Wholesale baking is done at the new bakery location in downtown Phoenix. Although all baking for the restaurants is done at the individual locations, the new bakery handles corporate accounts for hotels, coffee shops and delis around the Valley, as well as the products that are sold in grocery stores and large jobs for catering or charity. For example, Chompie's recently produced and donated more than 15,000 bagels to nourish tired runners during the Rock 'n' Roll Marathon on Jan. 11, an event that raised funds for cancer research. Chompie's has also been involved with MAZON: A Jewish Response to Hunger as well as events benefiting cancer, leukemia and cystic fibrosis charities.

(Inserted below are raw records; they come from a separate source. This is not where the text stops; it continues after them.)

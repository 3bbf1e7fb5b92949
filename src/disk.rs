use std::fs::{File, OpenOptions};
use std::io::{Read, Seek, SeekFrom, Write};
use std::path::Path;

use crate::error::{StorageError, StorageResult};
use crate::page::{PageId, PAGE_SIZE};

/// Raw page I/O and page-id allocation, as consumed by the buffer pool.
///
/// The pool serialises all access through its own lock, so implementations
/// only need `&mut self`.
pub trait DiskManager: Send {
    fn read_page(&mut self, page_id: PageId, buf: &mut [u8]) -> StorageResult<()>;
    fn write_page(&mut self, page_id: PageId, data: &[u8]) -> StorageResult<()>;
    fn allocate_page(&mut self) -> StorageResult<PageId>;
    fn deallocate_page(&mut self, page_id: PageId);
}

/// Disk manager backed by a single page-array file. Pages live at
/// `page_id * PAGE_SIZE`; allocation grows the file by one page, reusing
/// deallocated ids first.
pub struct FileDiskManager {
    file: File,
    free_pages: Vec<PageId>,
}

impl FileDiskManager {
    pub fn create(path: &Path) -> StorageResult<Self> {
        let file = OpenOptions::new()
            .read(true)
            .write(true)
            .create(true)
            .truncate(true)
            .open(path)?;

        Ok(Self {
            file,
            free_pages: Vec::new(),
        })
    }

    pub fn open(path: &Path) -> StorageResult<Self> {
        let file = OpenOptions::new().read(true).write(true).open(path)?;

        Ok(Self {
            file,
            free_pages: Vec::new(),
        })
    }

    pub fn num_pages(&self) -> StorageResult<u32> {
        let file_size = self.file.metadata()?.len();
        Ok((file_size / PAGE_SIZE as u64) as u32)
    }

    fn page_offset(page_id: PageId) -> u64 {
        page_id.0 as u64 * PAGE_SIZE as u64
    }
}

impl DiskManager for FileDiskManager {
    fn read_page(&mut self, page_id: PageId, buf: &mut [u8]) -> StorageResult<()> {
        if buf.len() != PAGE_SIZE {
            return Err(StorageError::InvalidBufferSize {
                expected: PAGE_SIZE,
                actual: buf.len(),
            });
        }

        let offset = Self::page_offset(page_id);
        if offset >= self.file.metadata()?.len() {
            return Err(StorageError::PageNotOnDisk(page_id));
        }

        self.file.seek(SeekFrom::Start(offset))?;
        self.file.read_exact(buf)?;

        Ok(())
    }

    fn write_page(&mut self, page_id: PageId, data: &[u8]) -> StorageResult<()> {
        if data.len() != PAGE_SIZE {
            return Err(StorageError::InvalidBufferSize {
                expected: PAGE_SIZE,
                actual: data.len(),
            });
        }

        let offset = Self::page_offset(page_id);
        let file_size = self.file.metadata()?.len();

        // Extend file if necessary
        if offset >= file_size {
            self.file.set_len(offset + PAGE_SIZE as u64)?;
        }

        self.file.seek(SeekFrom::Start(offset))?;
        self.file.write_all(data)?;
        self.file.sync_all()?;

        Ok(())
    }

    fn allocate_page(&mut self) -> StorageResult<PageId> {
        if let Some(page_id) = self.free_pages.pop() {
            return Ok(page_id);
        }

        let current_pages = self.num_pages()?;
        let new_page_id = PageId(current_pages);

        // Extend file to include new page
        self.file
            .set_len((current_pages as u64 + 1) * PAGE_SIZE as u64)?;

        Ok(new_page_id)
    }

    fn deallocate_page(&mut self, page_id: PageId) {
        if !self.free_pages.contains(&page_id) {
            self.free_pages.push(page_id);
        }
    }
}
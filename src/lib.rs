pub mod buffer;
pub mod disk;
pub mod error;
pub mod page;
pub mod wal;

pub use buffer::clock::ClockReplacer;
pub use buffer::lru::LruReplacer;
pub use buffer::replacer::{FrameId, Replacer};
pub use buffer::{BufferPoolManager, BufferPoolStats, PageHandle, PageReadGuard, PageWriteGuard};
pub use disk::{DiskManager, FileDiskManager};
pub use error::{StorageError, StorageResult};
pub use page::{Page, PageId, PAGE_SIZE};
pub use wal::{LogManager, Lsn};
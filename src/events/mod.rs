//! Event system
//!
//! Defines metric events and the dispatcher that delivers them to
//! subscribers on a background worker.

pub mod dispatcher;
pub mod types;

pub use dispatcher::{EventDispatcher, EventObserver, Subscription};
pub use types::{EventKind, MetricEvent};
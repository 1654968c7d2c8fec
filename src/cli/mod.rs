//! Command-line interface
//!
//! Argument parsing and output formatting.

pub mod args;
pub mod output;

pub use args::{generate_completions, Cli, Commands, OutputFormat, WatchArgs};
pub use output::{print_output, ActiveAlertList, TableDisplay, ThresholdList};
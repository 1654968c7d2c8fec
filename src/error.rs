//! Unified error types for metricwatch
//!
//! This module defines all error types used throughout the application.
//! Uses thiserror for ergonomic error definitions.

use thiserror::Error;

/// Top-level application error type
#[derive(Error, Debug)]
pub enum AppError {
    /// Error from a metric source
    #[error("Metric error: {0}")]
    Metric(#[from] MetricError),

    /// Error from configuration parsing/validation
    #[error("Configuration error: {0}")]
    Config(#[from] ConfigError),

    /// Error delivering an event to an observer
    #[error("Event delivery error: {0}")]
    Delivery(String),

    /// IO error (file operations, console output)
    #[error("IO error: {0}")]
    Io(#[from] std::io::Error),
}

/// Errors from metric source operations
///
/// These are always non-fatal to the evaluation loop: a failing source
/// causes the affected check to be skipped for the tick, nothing more.
#[derive(Error, Debug, Clone, PartialEq, Eq)]
pub enum MetricError {
    /// The source could not produce a reading right now
    #[error("Metric unavailable: {0}")]
    Unavailable(String),

    /// The source does not provide this capability at all
    #[error("Metric not supported: {0}")]
    NotSupported(String),

    /// The source produced output that could not be interpreted
    #[error("Failed to parse metric data: {0}")]
    Parse(String),
}

/// Errors from configuration parsing and validation
#[derive(Error, Debug)]
pub enum ConfigError {
    /// Config file not found
    #[error("Configuration file not found: {0}")]
    FileNotFound(String),

    /// Failed to parse config file
    #[error("Failed to parse configuration: {0}")]
    ParseError(String),

    /// Invalid config value
    #[error("Invalid configuration value for '{key}': {message}")]
    InvalidValue { key: String, message: String },

    /// TOML parsing error
    #[error("TOML parse error: {0}")]
    TomlError(#[from] toml::de::Error),

    /// JSON serialization error
    #[error("JSON serialization error: {0}")]
    JsonError(#[from] serde_json::Error),
}

/// Result type alias using AppError
pub type Result<T> = std::result::Result<T, AppError>;

#[cfg(test)]
mod tests {
    use super::*;

    #[test]
    fn test_metric_error_display() {
        let err = MetricError::Unavailable("connection stats".to_string());
        assert_eq!(err.to_string(), "Metric unavailable: connection stats");
    }

    #[test]
    fn test_config_error_display() {
        let err = ConfigError::InvalidValue {
            key: "threshold".to_string(),
            message: "must be finite".to_string(),
        };
        assert!(err.to_string().contains("threshold"));
        assert!(err.to_string().contains("must be finite"));
    }

    #[test]
    fn test_error_conversion() {
        let metric_err = MetricError::NotSupported("wifi".to_string());
        let app_err: AppError = metric_err.into();
        assert!(matches!(app_err, AppError::Metric(_)));
    }
}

After 25 years of serving New York Jewish food to the Valley, Borenstein and Tucker credit hard work on the part of everyone in the family as the key to the business' success.

"It was day in and day out, seven days a week, and everyone was on call morning, noon and night," says Borenstein.

Tucker states, "Every penny we earned was because we worked very hard. My family worked very hard to make it a success."